Но Ингрид качает головой.
– Оставь их, – говорит она. – За ночь высохнут… Ты слишком усердно работаешь, – продолжает она, а потом вдруг говорит: – Ты хороший парень, Алекс. Ты ведь это знаешь, да?
И тут я замечаю морщинки у нее под глазами; кожа там тонкая и припухшая. Вижу, какие тусклые у нее глаза, какие красные белки. Наверное, у нее конъюнктивит. Острый конъюнктивит. Аллергия. Или ей просто грустно.
Я киваю: да, знаю. Правда, я иногда сомневаюсь, так ли это. Хороший я или нет, чувствую я себя полным изгоем. Именно эта мысль преследует меня среди ночи. Она для меня очень важна. Самая важная в жизни – в той жизни, какую я знаю. Я думаю: мне никогда ничего не светит, кроме того, что есть. Наш городишко, жалкое существование. Кафе Придди. Всю жизнь мне придется убирать за кем-то грязную посуду. А потом я слышу, как девушка из моих снов зовет меня: «Пойдем…»

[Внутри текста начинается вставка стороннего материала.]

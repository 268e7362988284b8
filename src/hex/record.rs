use std::num::Wrapping;

use combine::parser::char::hex_digit;
use combine::{eof, many, Parser};
use lazy_static::lazy_static;
use thiserror::Error;

use super::hexcrc::ihex_checksum;

pub const MARKER: char = ':';

/// Largest payload the one-byte count field can describe.
pub const MAX_PAYLOAD: usize = 255;

/// Characters in a record without payload: `:<SS><AAAA><TT><CC><eol>`.
pub const CHARS_IN_EMPTY_RECORD: usize = 1 + 2 + 4 + 2 + 2 + 1;

/// Filler used by the `Pad` and `EndBlock` records.
pub const PAD_BYTE: u8 = 0xFF;

// Count, address (2), kind and checksum
const OVERHEAD_BYTES: usize = 5;

lazy_static! {
    static ref HEX_TABLE: String = make_hex_table();
}

fn make_hex_table() -> String {
    let mut table = String::with_capacity(512);
    for i in 0..256u32 {
        table.push_str(&format!("{:02X}", i & 0xff));
    }
    table
}

fn push_hex(line: &mut String, byte: u8) {
    let s = byte as usize * 2;
    line.push_str(&HEX_TABLE[s..s + 2]);
}

#[derive(Error, Debug, Clone, PartialEq, Eq)]
pub enum RecordError {
    #[error("bad record missing ':'")]
    MissingMarker,
    #[error("bad record, invalid hex digits")]
    InvalidHex,
    #[error("bad record, only {len} bytes")]
    Truncated { len: usize },
    #[error("unsupported record type {0:02X}")]
    UnknownKind(u8),
    #[error("record payload too long ({len} bytes, max 255)")]
    PayloadTooLong { len: usize },
    #[error("checksum fail [{sum:02X}]")]
    Checksum { sum: u8 },
}

/**
 * Record types: the six standard IHEX types, plus the four block types of the
 * micro:bit universal hex format.
 */
#[derive(Debug, Clone, Copy, PartialEq, Eq, Hash)]
pub enum RecordKind {
    Data,
    EndOfFile,
    ExtendedSegmentAddress,
    StartSegmentAddress,
    ExtendedLinearAddress,
    StartLinearAddress,
    StartBlock,
    EndBlock,
    Pad,
    DataV2,
}

impl RecordKind {
    pub const fn code(self) -> u8 {
        match self {
            RecordKind::Data => 0x00,
            RecordKind::EndOfFile => 0x01,
            RecordKind::ExtendedSegmentAddress => 0x02,
            RecordKind::StartSegmentAddress => 0x03,
            RecordKind::ExtendedLinearAddress => 0x04,
            RecordKind::StartLinearAddress => 0x05,
            RecordKind::StartBlock => 0x0A,
            RecordKind::EndBlock => 0x0B,
            RecordKind::Pad => 0x0C,
            RecordKind::DataV2 => 0x0D,
        }
    }

    pub const fn from_code(code: u8) -> Option<Self> {
        match code {
            0x00 => Some(RecordKind::Data),
            0x01 => Some(RecordKind::EndOfFile),
            0x02 => Some(RecordKind::ExtendedSegmentAddress),
            0x03 => Some(RecordKind::StartSegmentAddress),
            0x04 => Some(RecordKind::ExtendedLinearAddress),
            0x05 => Some(RecordKind::StartLinearAddress),
            0x0A => Some(RecordKind::StartBlock),
            0x0B => Some(RecordKind::EndBlock),
            0x0C => Some(RecordKind::Pad),
            0x0D => Some(RecordKind::DataV2),
            _ => None,
        }
    }
}

/**
 * A single line of an IHEX file.
 */
#[derive(Debug, Clone, PartialEq, Eq)]
pub struct Record {
    kind: RecordKind,
    address: u16,
    payload: Vec<u8>,
}

impl Record {
    pub fn new(kind: RecordKind, address: u16, payload: Vec<u8>) -> Result<Self, RecordError> {
        if payload.len() > MAX_PAYLOAD {
            return Err(RecordError::PayloadTooLong { len: payload.len() });
        }
        Ok(Self {
            kind,
            address,
            payload,
        })
    }

    pub fn data(address: u16, payload: Vec<u8>) -> Result<Self, RecordError> {
        Self::new(RecordKind::Data, address, payload)
    }

    pub fn end_of_file() -> Self {
        Self {
            kind: RecordKind::EndOfFile,
            address: 0,
            payload: Vec::new(),
        }
    }

    /// Sets the upper 16 bits of the load address.
    pub fn extended_linear_address(upper: u16) -> Self {
        Self {
            kind: RecordKind::ExtendedLinearAddress,
            address: 0,
            payload: upper.to_be_bytes().to_vec(),
        }
    }

    pub fn start_block(block_type: u32) -> Self {
        Self {
            kind: RecordKind::StartBlock,
            address: 0,
            payload: block_type.to_be_bytes().to_vec(),
        }
    }

    pub fn pad(len: u8) -> Self {
        Self {
            kind: RecordKind::Pad,
            address: 0,
            payload: vec![PAD_BYTE; len as usize],
        }
    }

    pub fn end_block(len: u8) -> Self {
        Self {
            kind: RecordKind::EndBlock,
            address: 0,
            payload: vec![PAD_BYTE; len as usize],
        }
    }

    pub fn kind(&self) -> RecordKind {
        self.kind
    }

    pub fn address(&self) -> u16 {
        self.address
    }

    pub fn payload(&self) -> &[u8] {
        &self.payload
    }

    pub(crate) fn retag(&mut self, kind: RecordKind) {
        self.kind = kind;
    }

    /// Upper half of the load address, for well-formed `ExtendedLinearAddress`
    /// records.
    pub fn linear_address(&self) -> Option<u16> {
        match (self.kind, self.payload.as_slice()) {
            (RecordKind::ExtendedLinearAddress, [hi, lo, ..]) => Some(u16::from_be_bytes([*hi, *lo])),
            _ => None,
        }
    }

    /// Number of characters `encode` produces, line ending included.
    pub fn encoded_len(&self) -> usize {
        self.payload.len() * 2 + CHARS_IN_EMPTY_RECORD
    }

    pub fn decode(line: &str) -> Result<Self, RecordError> {
        let digits = line
            .trim_end()
            .strip_prefix(MARKER)
            .ok_or(RecordError::MissingMarker)?;
        let (bytes, _) = hex_bytes()
            .parse(digits)
            .map_err(|_| RecordError::InvalidHex)?;
        if bytes.len() < OVERHEAD_BYTES {
            return Err(RecordError::Truncated { len: bytes.len() });
        }

        let sum = bytes.iter().fold(Wrapping(0u8), |s, x| s + Wrapping(*x)).0;
        if sum != 0 {
            return Err(RecordError::Checksum { sum });
        }

        // The count byte is covered by the checksum, and is not checked again
        let kind = RecordKind::from_code(bytes[3]).ok_or(RecordError::UnknownKind(bytes[3]))?;
        let address = u16::from_be_bytes([bytes[1], bytes[2]]);
        Self::new(kind, address, bytes[4..bytes.len() - 1].to_vec())
    }

    pub fn encode(&self) -> String {
        let [hi, lo] = self.address.to_be_bytes();
        let mut bytes = Vec::with_capacity(self.payload.len() + OVERHEAD_BYTES);
        bytes.extend([self.payload.len() as u8, hi, lo, self.kind.code()]);
        bytes.extend_from_slice(&self.payload);
        bytes.push(ihex_checksum(&bytes));

        let mut line = String::with_capacity(self.encoded_len());
        line.push(MARKER);
        for x in bytes {
            push_hex(&mut line, x);
        }
        line.push('\n');
        line
    }
}

fn hex_byte<'a>() -> impl Parser<&'a str, Output = u8> {
    (hex_digit(), hex_digit()).map(|(hi, lo): (char, char)| nibble(hi) << 4 | nibble(lo))
}

fn hex_bytes<'a>() -> impl Parser<&'a str, Output = Vec<u8>> {
    (many::<Vec<u8>, _, _>(hex_byte()), eof()).map(|(bytes, _)| bytes)
}

fn nibble(digit: char) -> u8 {
    digit.to_digit(16).map_or(0, |d| d as u8)
}

//----------------------------------------------------------------------------
// Tests
//----------------------------------------------------------------------------

#[cfg(test)]
mod tests {
    use super::*;
    use pretty_assertions::assert_eq;
    use rand::{rngs::StdRng, Rng, SeedableRng};
    use test_case::test_case;

    const TEST_LINE: &str = ":1007F80004F03CFA69461A48FFF70AFE694604F114";

    #[test]
    fn decodes_extended_linear_address() {
        let record = Record::decode(":020000040000FA\n").unwrap();
        assert_eq!(record, Record::extended_linear_address(0));
        assert_eq!(record.linear_address(), Some(0));
    }

    #[test]
    fn decodes_data_line() {
        let record = Record::decode(TEST_LINE).unwrap();
        assert_eq!(record.kind(), RecordKind::Data);
        assert_eq!(record.address(), 0x07f8);
        assert_eq!(
            record.payload(),
            &[
                0x04, 0xf0, 0x3c, 0xfa, 0x69, 0x46, 0x1a, 0x48, 0xff, 0xf7, 0x0a, 0xfe, 0x69, 0x46,
                0x04, 0xf1
            ]
        );
    }

    #[test]
    fn accepts_lowercase_and_crlf() {
        let record = Record::decode(":10010000214601360121470136007efe09d2190140\r\n").unwrap();
        assert_eq!(record.address(), 0x0100);
        assert_eq!(record.payload().len(), 16);
    }

    #[test]
    fn encodes_end_of_file() {
        assert_eq!(Record::end_of_file().encode(), ":00000001FF\n");
    }

    #[test]
    fn encodes_extended_linear_address() {
        assert_eq!(Record::extended_linear_address(0x1000).encode(), ":020000041000EA\n");
    }

    #[test]
    fn encodes_start_block_big_endian() {
        let record = Record::start_block(0x9900_C0DE);
        assert_eq!(record.payload(), &[0x99, 0x00, 0xC0, 0xDE]);
        assert!(record.encode().starts_with(":0400000A9900C0DE"));
    }

    #[test]
    fn reencodes_test_line() {
        let record = Record::decode(TEST_LINE).unwrap();
        assert_eq!(record.encode(), format!("{}\n", TEST_LINE));
    }

    #[test]
    fn encoded_len_matches_encoding() {
        for len in [0u8, 1, 16, 255] {
            let record = Record::pad(len);
            assert_eq!(record.encode().len(), record.encoded_len());
        }
    }

    #[test]
    fn missing_marker() {
        assert_eq!(Record::decode("020000040000FA"), Err(RecordError::MissingMarker));
    }

    #[test_case(":02000004000GFA" ; "non hex digit")]
    #[test_case(":020000040000F" ; "odd digit count")]
    fn invalid_hex(line: &str) {
        assert_eq!(Record::decode(line), Err(RecordError::InvalidHex));
    }

    #[test]
    fn truncated_record() {
        assert_eq!(Record::decode(":0000FF"), Err(RecordError::Truncated { len: 3 }));
    }

    #[test]
    fn checksum_off_by_one() {
        assert_eq!(
            Record::decode(":020000040000FB"),
            Err(RecordError::Checksum { sum: 0x01 })
        );
    }

    #[test]
    fn unknown_kind() {
        // type 0x0E, checksum 0xF2
        assert_eq!(Record::decode(":0000000EF2"), Err(RecordError::UnknownKind(0x0E)));
    }

    #[test]
    fn payload_limit() {
        assert!(Record::data(0, vec![0; MAX_PAYLOAD]).is_ok());
        assert_eq!(
            Record::data(0, vec![0; MAX_PAYLOAD + 1]),
            Err(RecordError::PayloadTooLong { len: 256 })
        );
    }

    #[test]
    fn kind_codes_are_bijective() {
        for code in 0..=u8::MAX {
            if let Some(kind) = RecordKind::from_code(code) {
                assert_eq!(kind.code(), code);
            }
        }
    }

    #[test]
    fn random_records_round_trip_and_sum_to_zero() {
        let mut rng = StdRng::seed_from_u64(0x1e5);
        for _ in 0..200 {
            let len = rng.gen_range(0..=MAX_PAYLOAD);
            let payload: Vec<u8> = (0..len).map(|_| rng.gen()).collect();
            let record = Record::data(rng.gen(), payload).unwrap();
            let line = record.encode();

            let digits = line[1..].trim_end();
            let sum = (0..digits.len())
                .step_by(2)
                .map(|i| u8::from_str_radix(&digits[i..i + 2], 16).unwrap())
                .fold(0u8, |s, x| s.wrapping_add(x));
            assert_eq!(sum, 0);
            assert_eq!(Record::decode(&line).unwrap(), record);
        }
    }
}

Появится ли у меня когда-нибудь такая возможность?
– Твоя мать… – говорит Ингрид, и голос ее утихает, прежде чем ей хватает смелости закончить фразу, сказать вслух то, что она думает. – Зря она ушла. – И она хлопает меня по плечу, когда я поворачиваю к выходу, неся с собой контейнер с остатками макарон.
Когда я выхожу, где-то вдали воет койот, через городок с грохотом проходит поезд, на сей раз товарняк. Для пассажирского сейчас уже поздно. Пассажирский прошел несколько часов назад. Интересно, села ли в него Перл? А может, она еще здесь и бродит по улицам…
Уже десятый час; местные жители впали в спячку до весны.
Когда я прихожу домой, отец крепко спит, лежа ничком на диване. Рядом с перевернутой пивной бутылкой – очередное уведомление, от которого пахнет спиртом. Бумага прилипла к столу; чуть не разорвав его, я читаю и громко ругаюсь:
– Отец, черт побери!
На сей раз электричество. Нам грозят отрубить свет. Я смотрю на телевизор, на лампу, на уродливую потолочную люстру со скрытой проводкой в гостиной, на открытую дверцу холодильника – все включено, все работает. Он ухитрился оставить все включенным, а счета растут! Чтобы заплатить за свет, придется работать сверхурочно; еще больше времени надрываться на Придди, в то время как отец сидит дома и надирается. И берет деньги на пиво. Вот где настоящая засада! Своих денег у отца нет. Как-то, еще давно, когда я был маленький, он разбил мою копилку. Потом стало известно, что он научился подделывать мои чеки, полученные от Придди; он шел в банк и пытался их обналичить. Когда все вскрылось, он стал тайком проникать ко мне в комнату и воровать мои вещи. Он унес все мои бейсбольные трофеи, мое выпускное кольцо – все, что можно продать в комиссионном магазине в центре городка.
Теперь я выдаю ему немного карманных денег, чтобы он не трогал мои вещи. И все же он снова взялся за старое. На прошлой неделе я обнаружил, что пропал телескоп – он пропил еще одно сокровище. Правда, это для меня только вещи. Материальные ценности. То, что для меня дороже денег, я храню под кроватью, куда отец не полезет. Там я храню свою коллекцию морских лилий. Иглокожих, найденных на берегу озера. Крошечные окаменелости, которые я держу в пакете на застежке. Пусть отец забирает телескоп, раз уж он ему так нужен, но морские лилии – мои.